Navigation technology company TomTom has inked a deal with Localeze to access the company's database of 14 million U.S. local businesses, making the list accessible to consumers who want to search points of interest (POIs) by category and more. The content also becomes available for location and navigation application developers and device manufacturers, leveraging TomTom digital maps and content.

The companies will announce the agreement, which takes effect in 2011, on Tuesday. The listings will become available for location-based applications and personal and in-car navigation systems powered by TomTom digital maps and content to improve the navigation experience. Localeze provides 14 million local search business listings, including nearly 600,000 that are verified and managed by local businesses to more than 100 local search platform and application partners. TomTom's Tele-Atlas provides the content management.

The potential for location-based services through social and mobile devices will continue to expand as companies use Localeze to anchor business information to support a consistent identity. These companies will deliver services in search, coupons and discounts, and mapping and pay-per-call, according to Jeff Beard, president at Localeze.

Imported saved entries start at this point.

//! Board module - sparse, unbounded game grid (`spec.md` §4.1)
//!
//! Each occupied coordinate holds an ordered stack of [`Item`]s. The board
//! tracks the tight bounding box of its occupied cells, recomputed whenever a
//! mutation empties a cell.

use std::collections::HashMap;

use serde::{Deserialize, Serialize};

use crate::chess::PieceType;
use crate::player::PlayerId;

/// Coordinates far beyond this are rejected outright (`spec.md` §4.1).
pub const MAX_COORD: i32 = 10_000;

pub type PieceId = u64;

/// A single typed occupant of a cell. Cells hold a stack, never overwrite.
#[derive(Debug, Clone, PartialEq, Serialize, Deserialize)]
pub enum Item {
    /// Immovable home-zone marker; coexists with at most one other item.
    Home { player: PlayerId },
    /// Body of a placed tetromino block.
    Tetromino {
        player: PlayerId,
        kind: crate::pieces::PieceKind,
        placed_at: u64,
    },
    /// A chess piece occupying the cell, cross-referencing the game's piece arena by id.
    Chess {
        player: PlayerId,
        piece_type: PieceType,
        piece_id: PieceId,
    },
}

impl Item {
    pub fn is_home(&self) -> bool {
        matches!(self, Item::Home { .. })
    }

    pub fn is_chess(&self) -> bool {
        matches!(self, Item::Chess { .. })
    }

    pub fn is_tetromino(&self) -> bool {
        matches!(self, Item::Tetromino { .. })
    }

    pub fn owner(&self) -> PlayerId {
        match self {
            Item::Home { player } => *player,
            Item::Tetromino { player, .. } => *player,
            Item::Chess { player, .. } => *player,
        }
    }
}

/// Tight bounding box of all occupied cells.
#[derive(Debug, Clone, Copy, PartialEq, Eq, Serialize, Deserialize)]
pub struct Bounds {
    pub min_x: i32,
    pub max_x: i32,
    pub min_z: i32,
    pub max_z: i32,
}

/// Sparse coordinate-keyed cell store with dynamic bounds tracking.
#[derive(Debug, Clone, Default)]
pub struct Board {
    cells: HashMap<(i32, i32), Vec<Item>>,
    bounds: Option<Bounds>,
}

impl Board {
    pub fn new() -> Self {
        Self {
            cells: HashMap::new(),
            bounds: None,
        }
    }

    pub fn bounds(&self) -> Option<Bounds> {
        self.bounds
    }

    pub fn is_legal_coord(x: i32, z: i32) -> bool {
        x.abs() <= MAX_COORD && z.abs() <= MAX_COORD
    }

    /// Get the item list at (x, z), or `None` if the cell is empty.
    pub fn get(&self, x: i32, z: i32) -> Option<&Vec<Item>> {
        self.cells.get(&(x, z))
    }

    /// Replace the item list at (x, z). Recomputes bounds if this empties or
    /// newly occupies a cell that changes the tight bounding box.
    pub fn set(&mut self, x: i32, z: i32, items: Vec<Item>) {
        if items.is_empty() {
            if self.cells.remove(&(x, z)).is_some() {
                self.recompute_bounds();
            }
        } else {
            let was_present = self.cells.contains_key(&(x, z));
            self.cells.insert((x, z), items);
            if !was_present {
                self.expand_bounds(x, z);
            }
        }
    }

    /// Append an item to the existing list at (x, z) (creating the cell if empty).
    pub fn append(&mut self, x: i32, z: i32, item: Item) {
        let was_present = self.cells.contains_key(&(x, z));
        self.cells.entry((x, z)).or_default().push(item);
        if !was_present {
            self.expand_bounds(x, z);
        }
    }

    /// Remove the first item matching `predicate`, clearing the cell if it
    /// becomes empty. Returns the removed item, if any.
    pub fn remove_where(
        &mut self,
        x: i32,
        z: i32,
        predicate: impl Fn(&Item) -> bool,
    ) -> Option<Item> {
        let (removed, now_empty) = match self.cells.get_mut(&(x, z)) {
            Some(list) => {
                let idx = list.iter().position(&predicate)?;
                let item = list.remove(idx);
                (Some(item), list.is_empty())
            }
            None => return None,
        };
        if now_empty {
            self.cells.remove(&(x, z));
            self.recompute_bounds();
        }
        removed
    }

    pub fn has_occupant(&self, x: i32, z: i32) -> bool {
        self.cells.get(&(x, z)).is_some_and(|l| !l.is_empty())
    }

    /// Occupied by something other than a `Home` marker.
    pub fn has_non_home_occupant(&self, x: i32, z: i32) -> bool {
        self.cells
            .get(&(x, z))
            .is_some_and(|l| l.iter().any(|i| !i.is_home()))
    }

    pub fn has_type(&self, x: i32, z: i32, pred: impl Fn(&Item) -> bool) -> bool {
        self.cells
            .get(&(x, z))
            .is_some_and(|l| l.iter().any(&pred))
    }

    pub fn contents_of_type<'a>(
        &'a self,
        x: i32,
        z: i32,
        pred: impl Fn(&Item) -> bool + 'a,
    ) -> Vec<&'a Item> {
        match self.cells.get(&(x, z)) {
            Some(list) => list.iter().filter(|i| pred(i)).collect(),
            None => Vec::new(),
        }
    }

    pub fn chess_item_at(&self, x: i32, z: i32) -> Option<&Item> {
        self.cells
            .get(&(x, z))
            .and_then(|l| l.iter().find(|i| i.is_chess()))
    }

    /// All currently-occupied coordinates, in arbitrary order.
    pub fn occupied_coords(&self) -> impl Iterator<Item = (i32, i32)> + '_ {
        self.cells.keys().copied()
    }

    pub fn iter(&self) -> impl Iterator<Item = (&(i32, i32), &Vec<Item>)> {
        self.cells.iter()
    }

    fn expand_bounds(&mut self, x: i32, z: i32) {
        self.bounds = Some(match self.bounds {
            None => Bounds {
                min_x: x,
                max_x: x,
                min_z: z,
                max_z: z,
            },
            Some(b) => Bounds {
                min_x: b.min_x.min(x),
                max_x: b.max_x.max(x),
                min_z: b.min_z.min(z),
                max_z: b.max_z.max(z),
            },
        });
    }

    /// Recompute `bounds` as the exact tight box over all occupied keys.
    /// Only needed after a cell transitions from non-empty to empty, since
    /// removing a cell can shrink (but never grow) the box.
    fn recompute_bounds(&mut self) {
        self.bounds = self.cells.keys().fold(None, |acc, &(x, z)| {
            Some(match acc {
                None => Bounds {
                    min_x: x,
                    max_x: x,
                    min_z: z,
                    max_z: z,
                },
                Some(b) => Bounds {
                    min_x: b.min_x.min(x),
                    max_x: b.max_x.max(x),
                    min_z: b.min_z.min(z),
                    max_z: b.max_z.max(z),
                },
            })
        });
    }
}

"You're starting to see more creative services and far more companies willing to leverage advertising transactions across platforms," he says. "Companies want to work with each other, rather than build a wall to protect their assets."

The social graph has begun to take shape and materialize in deals similar to the one between TomTom and Localeze. Companies have begun to accept that the platform -- no longer important -- can provide consumers with so many more benefits when the service is distributed through, rather than on it.

TomTom is one in several agreements that Localeze has signed recently. Using location-based technology to Twitter, users can geo-tag tweets and attach them to a physical location by pinging the Localeze database. Buzz floating through the blogosphere speculates on a relationship between Localeze and Facebook, but Beard would not confirm or deny reports.

Search and social have developed into close buddies. Traditional search services have begun to break down as mobile becomes more opportunistic for both consumers and advertisers based on geo-location, and competition heats up among mobile handset makers and application developers. Consumers -- now willing to download mobile apps and navigation tools -- fuel the transition, too, as a variety of car manufacturers enable navigation systems on handsets running the Android operating system.

Google's "Send-To-Car" feature allows consumers to transmit destinations from Google Maps directly to select vehicles from Ford and General Motors through OnStar eNav, a feature previously only available on BMW and Audi vehicles. Consumers find the location on Google Maps from a PC or mobile phone and send the destination to the car.